QUINTO.Similares consideraciones hay que realizar respecto de la segunda de las imputaciones contenidas en la carta, según la cual la demandante habría llevado a cabo operaciones de traspaso de fondos de la cuenta de su hermana a la de su marido con el fin de evitar que la cuenta de éste permaneciese en situación de descubierto durante 90 días, entrando así en situación de morosidad. En este punto, la parte demandante alegó que se trata de operaciones consentidas por su hermana y por su marido, y que se no causó ningún perjuicio material a la empresa. Pues bien, pese a ello, hay que volver a insistir en la posición de la demandante y en el deber de actuar de buena fe en su relación con la empresa; y es que tales operaciones, que según declaró el último de los testigos de la propia parte actora van en contra del manual de la empresa, sí causan un perjuicio a la entidad, en la medida en que falsean la situación financiera de un cliente y le impide conocer la verdadera situación de sus cuentas, quebrantando con ello de nuevo la buena fe y abusando de la confianza en ella depositada.
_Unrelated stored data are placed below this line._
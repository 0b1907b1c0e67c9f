//! Document loading.
//!
//! Converts heterogeneous uploads (plain text, CSV tables, PDFs) into a
//! uniform sequence of text records with source metadata:
//!
//! - `.txt` / `.md` — the whole file becomes one record
//! - `.csv` — one record per data row, rendered as `"col: value"` pairs
//!   in header order joined by `" | "`
//! - `.pdf` — one record per page with extractable text
//!
//! Dispatch is an explicit [`DocumentKind`] per file rather than ad-hoc
//! string matching. Unsupported extensions are skipped and reported back
//! to the caller; a malformed *supported* file fails the whole batch.

use std::path::{Path, PathBuf};

use tracing::{debug, warn};

use crate::types::{AppError, DocumentMetadata, IngestedFile, Result};

// ============================================================================
// Loader Kinds
// ============================================================================

/// The set of file formats the loader understands.
#[derive(Debug, Clone, Copy, PartialEq, Eq)]
pub enum DocumentKind {
    /// Plain text or Markdown; one record for the whole file.
    Text,
    /// Comma-separated values; one record per data row.
    Csv,
    /// PDF; one record per page.
    Pdf,
}

impl DocumentKind {
    /// Classify a path by extension, ASCII case-insensitive.
    /// Returns `None` for anything the loader does not support.
    pub fn from_path(path: &Path) -> Option<Self> {
        let ext = path.extension()?.to_str()?.to_ascii_lowercase();
        match ext.as_str() {
            "txt" | "md" => Some(DocumentKind::Text),
            "csv" => Some(DocumentKind::Csv),
            "pdf" => Some(DocumentKind::Pdf),
            _ => None,
        }
    }

    pub fn name(&self) -> &'static str {
        match self {
            DocumentKind::Text => "text",
            DocumentKind::Csv => "csv",
            DocumentKind::Pdf => "pdf",
        }
    }
}

// ============================================================================
// Records
// ============================================================================

/// A file to load: the client-facing name plus where its bytes live on disk.
#[derive(Debug, Clone)]
pub struct SourceFile {
    pub name: String,
    pub path: PathBuf,
}

/// A loaded text unit before it is assigned an id and an embedding.
#[derive(Debug, Clone)]
pub struct LoadedRecord {
    pub content: String,
    pub metadata: DocumentMetadata,
}

/// Result of loading a batch of files.
#[derive(Debug, Default)]
pub struct LoadOutcome {
    /// All records across all files, in upload order.
    pub records: Vec<LoadedRecord>,
    /// Per-file summary for files that were loaded.
    pub files: Vec<IngestedFile>,
    /// Names of files skipped because of an unsupported extension.
    pub skipped: Vec<String>,
}

// ============================================================================
// Loading
// ============================================================================

/// Load a batch of files into records.
///
/// Unsupported extensions are skipped (warned and reported in the
/// outcome). Any read or parse failure of a supported file aborts the
/// whole batch.
///
/// # Errors
///
/// Returns [`AppError::Loader`] on the first file that fails to load.
pub fn load_files(sources: &[SourceFile]) -> Result<LoadOutcome> {
    let mut outcome = LoadOutcome::default();

    for source in sources {
        let Some(kind) = DocumentKind::from_path(&source.path) else {
            warn!(file = %source.name, "skipping file with unsupported extension");
            outcome.skipped.push(source.name.clone());
            continue;
        };

        let records = match kind {
            DocumentKind::Text => load_text(source)?,
            DocumentKind::Csv => load_csv(source)?,
            DocumentKind::Pdf => load_pdf(source)?,
        };

        debug!(file = %source.name, kind = kind.name(), records = records.len(), "loaded file");
        outcome.files.push(IngestedFile {
            name: source.name.clone(),
            kind: kind.name().to_string(),
            records: records.len(),
        });
        outcome.records.extend(records);
    }

    Ok(outcome)
}

/// Whole file as a single record.
fn load_text(source: &SourceFile) -> Result<Vec<LoadedRecord>> {
    let content = std::fs::read_to_string(&source.path)
        .map_err(|e| AppError::Loader(format!("Failed to read '{}': {}", source.name, e)))?;

    Ok(vec![LoadedRecord {
        content,
        metadata: DocumentMetadata::for_file(&source.name),
    }])
}

/// One record per data row, `"col: value"` pairs in header order.
fn load_csv(source: &SourceFile) -> Result<Vec<LoadedRecord>> {
    let mut reader = csv::Reader::from_path(&source.path)
        .map_err(|e| AppError::Loader(format!("Failed to open '{}': {}", source.name, e)))?;

    let headers = reader
        .headers()
        .map_err(|e| AppError::Loader(format!("Failed to read headers of '{}': {}", source.name, e)))?
        .clone();

    let mut records = Vec::new();
    for (row, entry) in reader.records().enumerate() {
        let entry = entry.map_err(|e| {
            AppError::Loader(format!("Malformed row {} in '{}': {}", row, source.name, e))
        })?;

        let content = headers
            .iter()
            .zip(entry.iter())
            .map(|(column, value)| format!("{}: {}", column, value))
            .collect::<Vec<_>>()
            .join(" | ");

        records.push(LoadedRecord {
            content,
            metadata: DocumentMetadata::for_row(&source.name, row),
        });
    }

    Ok(records)
}

/// One record per page; pages with no extractable text are dropped.
fn load_pdf(source: &SourceFile) -> Result<Vec<LoadedRecord>> {
    let pages = pdf_extract::extract_text_by_pages(&source.path)
        .map_err(|e| AppError::Loader(format!("Failed to parse '{}': {}", source.name, e)))?;

    let records = pages
        .into_iter()
        .enumerate()
        .filter(|(_, text)| !text.trim().is_empty())
        .map(|(index, text)| LoadedRecord {
            content: text,
            metadata: DocumentMetadata::for_page(&source.name, index + 1),
        })
        .collect();

    Ok(records)
}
SEXTO.En conclusión, al haberse acreditado la veracidad de los hechos imputados en la carta de despido, constitutivos de falta muy grave, procede la desestimación de la demanda, declarando procedente el despido de la actora.
Vistos los artículos citados y demás de general y pertinente aplicación.
Fallo
Que, desestimando la demanda interpuesta por Dª Celia contra la empresa ' DIRECCION005 ', declaro PROCEDENTE el despido de la trabajadora y convalidada la extinción del contrato de trabajo que unía a las partes y, en consecuencia, absuelvo a la empresa demandada de las pretensiones deducidas en su contra.
Incorpórese la presente sentencia al libro correspondiente, expídase testimonio para su unión a los autos, y hágase saber a las partes que contra ella cabe recurso de Suplicación ante la Sala de lo Social del Tribunal Superior de Justicia, recurso que habrá de anunciarse ante este Juzgado en el plazo de cinco días a contar desde el siguiente al de lanotificación de esta resolución.
Así por esta mi sentencia lo pronuncio, mando y firmo.